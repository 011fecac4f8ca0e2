//! Persona prompt table.
//!
//! Each persona is a fixed response style sent upstream as the system
//! instruction. The table is static data; there is no way to add a persona
//! at runtime.

use std::fmt;
use std::str::FromStr;

use serde::{Deserialize, Serialize};
use thiserror::Error;

/// Errors raised when resolving a persona identifier.
#[derive(Debug, Error, PartialEq, Eq)]
pub enum PersonaError {
    #[error("Unknown persona: {0}")]
    Unknown(String),
}

/// Identifier of one of the four response styles.
#[derive(Debug, Clone, Copy, PartialEq, Eq, Hash, Serialize, Deserialize)]
#[serde(rename_all = "lowercase")]
pub enum PersonaId {
    Optimistic,
    Sarcastic,
    Philosophical,
    Realistic,
}

impl PersonaId {
    /// All personas, in the order the UI offers them.
    pub const ALL: [PersonaId; 4] = [
        PersonaId::Optimistic,
        PersonaId::Sarcastic,
        PersonaId::Philosophical,
        PersonaId::Realistic,
    ];

    /// Wire identifier (`"optimistic"`, `"sarcastic"`, ...).
    pub fn as_str(self) -> &'static str {
        match self {
            PersonaId::Optimistic => "optimistic",
            PersonaId::Sarcastic => "sarcastic",
            PersonaId::Philosophical => "philosophical",
            PersonaId::Realistic => "realistic",
        }
    }

    /// Label shown in the bubble header.
    pub fn display_name(self) -> &'static str {
        match self {
            PersonaId::Optimistic => "Optimistic",
            PersonaId::Sarcastic => "Sarcastic",
            PersonaId::Philosophical => "Philosophical",
            PersonaId::Realistic => "Practical",
        }
    }

    /// System instruction for this persona.
    pub fn prompt(self) -> &'static str {
        PERSONA_PROMPTS
            .iter()
            .find(|(id, _)| *id == self)
            .map(|(_, prompt)| *prompt)
            .unwrap_or_default()
    }
}

impl fmt::Display for PersonaId {
    fn fmt(&self, f: &mut fmt::Formatter<'_>) -> fmt::Result {
        f.write_str(self.as_str())
    }
}

impl FromStr for PersonaId {
    type Err = PersonaError;

    fn from_str(s: &str) -> Result<Self, Self::Err> {
        PersonaId::ALL
            .into_iter()
            .find(|p| p.as_str() == s)
            .ok_or_else(|| PersonaError::Unknown(s.to_string()))
    }
}

/// Persona → system instruction.
pub const PERSONA_PROMPTS: [(PersonaId, &str); 4] = [
    (
        PersonaId::Optimistic,
        "You are an AI with an extremely optimistic persona. Your responses should be positive, \
         encouraging, and highlight the best possible outcomes. Use cheerful and uplifting language. \
         Format your answer in markdown: use **bold** for the key point and a short bulleted list \
         (lines starting with \"- \") when listing ideas or next steps.",
    ),
    (
        PersonaId::Sarcastic,
        "You are an AI with a sarcastic and cynical persona. Your responses should be witty, \
         humorous, and filled with dry irony. Respond to the user's statements as if they are \
         incredibly obvious or foolish. Format your answer in markdown: use *italics* for the \
         dramatic sighs, **bold** for the punchline, and a bulleted list (lines starting with \
         \"- \") when mocking several points at once.",
    ),
    (
        PersonaId::Philosophical,
        "You are an AI with a philosophical and introspective persona. Your responses should \
         ponder the deeper meaning of the user's statements, exploring themes of existence, truth, \
         and human nature. Use thought-provoking language. Format your answer in markdown: use \
         **bold** for the central question and a bulleted list (lines starting with \"- \") for \
         the perspectives you weigh.",
    ),
    (
        PersonaId::Realistic,
        "You are an AI with a practical and realistic persona. Your responses should be grounded \
         in common sense, focusing on logical steps, tangible outcomes, and potential obstacles. \
         Be direct and concise. Format your answer in markdown: use **bold** for the bottom line \
         and a bulleted list (lines starting with \"- \") for concrete steps or risks.",
    ),
];

/// Resolve a wire identifier to its system instruction.
///
/// Returns `None` for anything outside the table; callers must reject the
/// request rather than fall back to a default persona.
pub fn lookup(persona: &str) -> Option<&'static str> {
    persona.parse::<PersonaId>().ok().map(PersonaId::prompt)
}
━━━━━━━━━━
_TASK GOAL_: All of the material above needs to be transcribed verbatim.

_THE COMPLETED TASK_:
repository 011fecac4f8ca0e2
//! Persona prompt table.
//!
//! Each persona is a fixed response style sent upstream as the system
//! instruction. The table is static data; there is no way to add a persona
//! at runtime.

use std::fmt;
use std::str::FromStr;

use serde::{Deserialize, Serialize};
use thiserror::Error;

/// Errors raised when resolving a persona identifier.
#[derive(Debug, Error, PartialEq, Eq)]
pub enum PersonaError {
    #[error("Unknown persona: {0}")]
    Unknown(String),
}

/// Identifier of one of the four response styles.
#[derive(Debug, Clone, Copy, PartialEq, Eq, Hash, Serialize, Deserialize)]
#[serde(rename_all = "lowercase")]
pub enum PersonaId {
    Optimistic,
    Sarcastic,
    Philosophical,
    Realistic,
}

impl PersonaId {
    /// All personas, in the order the UI offers them.
    pub const ALL: [PersonaId; 4] = [
        PersonaId::Optimistic,
        PersonaId::Sarcastic,
        PersonaId::Philosophical,
        PersonaId::Realistic,
    ];

    /// Wire identifier (`"optimistic"`, `"sarcastic"`, ...).
    pub fn as_str(self) -> &'static str {
        match self {
            PersonaId::Optimistic => "optimistic",
            PersonaId::Sarcastic => "sarcastic",
            PersonaId::Philosophical => "philosophical",
            PersonaId::Realistic => "realistic",
        }
    }

    /// Label shown in the bubble header.
    pub fn display_name(self) -> &'static str {
        match self {
            PersonaId::Optimistic => "Optimistic",
            PersonaId::Sarcastic => "Sarcastic",
            PersonaId::Philosophical => "Philosophical",
            PersonaId::Realistic => "Practical",
        }
    }

    /// System instruction for this persona.
    pub fn prompt(self) -> &'static str {
        PERSONA_PROMPTS
            .iter()
            .find(|(id, _)| *id == self)
            .map(|(_, prompt)| *prompt)
            .unwrap_or_default()
    }
}

impl fmt::Display for PersonaId {
    fn fmt(&self, f: &mut fmt::Formatter<'_>) -> fmt::Result {
        f.write_str(self.as_str())
    }
}

impl FromStr for PersonaId {
    type Err = PersonaError;

    fn from_str(s: &str) -> Result<Self, Self::Err> {
        PersonaId::ALL
            .into_iter()
            .find(|p| p.as_str() == s)
            .ok_or_else(|| PersonaError::Unknown(s.to_string()))
    }
}

/// Persona → system instruction.
pub const PERSONA_PROMPTS: [(PersonaId, &str); 4] = [
    (
        PersonaId::Optimistic,
        "You are an AI with an extremely optimistic persona. Your responses should be positive, \
         encouraging, and highlight the best possible outcomes. Use cheerful and uplifting language. \
         Format your answer in markdown: use **bold** for the key point and a short bulleted list \
         (lines starting with \"- \") when listing ideas or next steps.",
    ),
    (
        PersonaId::Sarcastic,
        "You are an AI with a sarcastic and cynical persona. Your responses should be witty, \
         humorous, and filled with dry irony. Respond to the user's statements as if they are \
         incredibly obvious or foolish. Format your answer in markdown: use *italics* for the \
         dramatic sighs, **bold** for the punchline, and a bulleted list (lines starting with \
         \"- \") when mocking several points at once.",
    ),
    (
        PersonaId::Philosophical,
        "You are an AI with a philosophical and introspective persona. Your responses should \
         ponder the deeper meaning of the user's statements, exploring themes of existence, truth, \
         and human nature. Use thought-provoking language. Format your answer in markdown: use \
         **bold** for the central question and a bulleted list (lines starting with \"- \") for \
         the perspectives you weigh.",
    ),
    (
        PersonaId::Realistic,
        "You are an AI with a practical and realistic persona. Your responses should be grounded \
         in common sense, focusing on logical steps, tangible outcomes, and potential obstacles. \
         Be direct and concise. Format your answer in markdown: use **bold** for the bottom line \
         and a bulleted list (lines starting with \"- \") for concrete steps or risks.",
    ),
];

/// Resolve a wire identifier to its system instruction.
///
/// Returns `None` for anything outside the table; callers must reject the
/// request rather than fall back to a default persona.
pub fn lookup(persona: &str) -> Option<&'static str> {
    persona.parse::<PersonaId>().ok().map(PersonaId::prompt)
}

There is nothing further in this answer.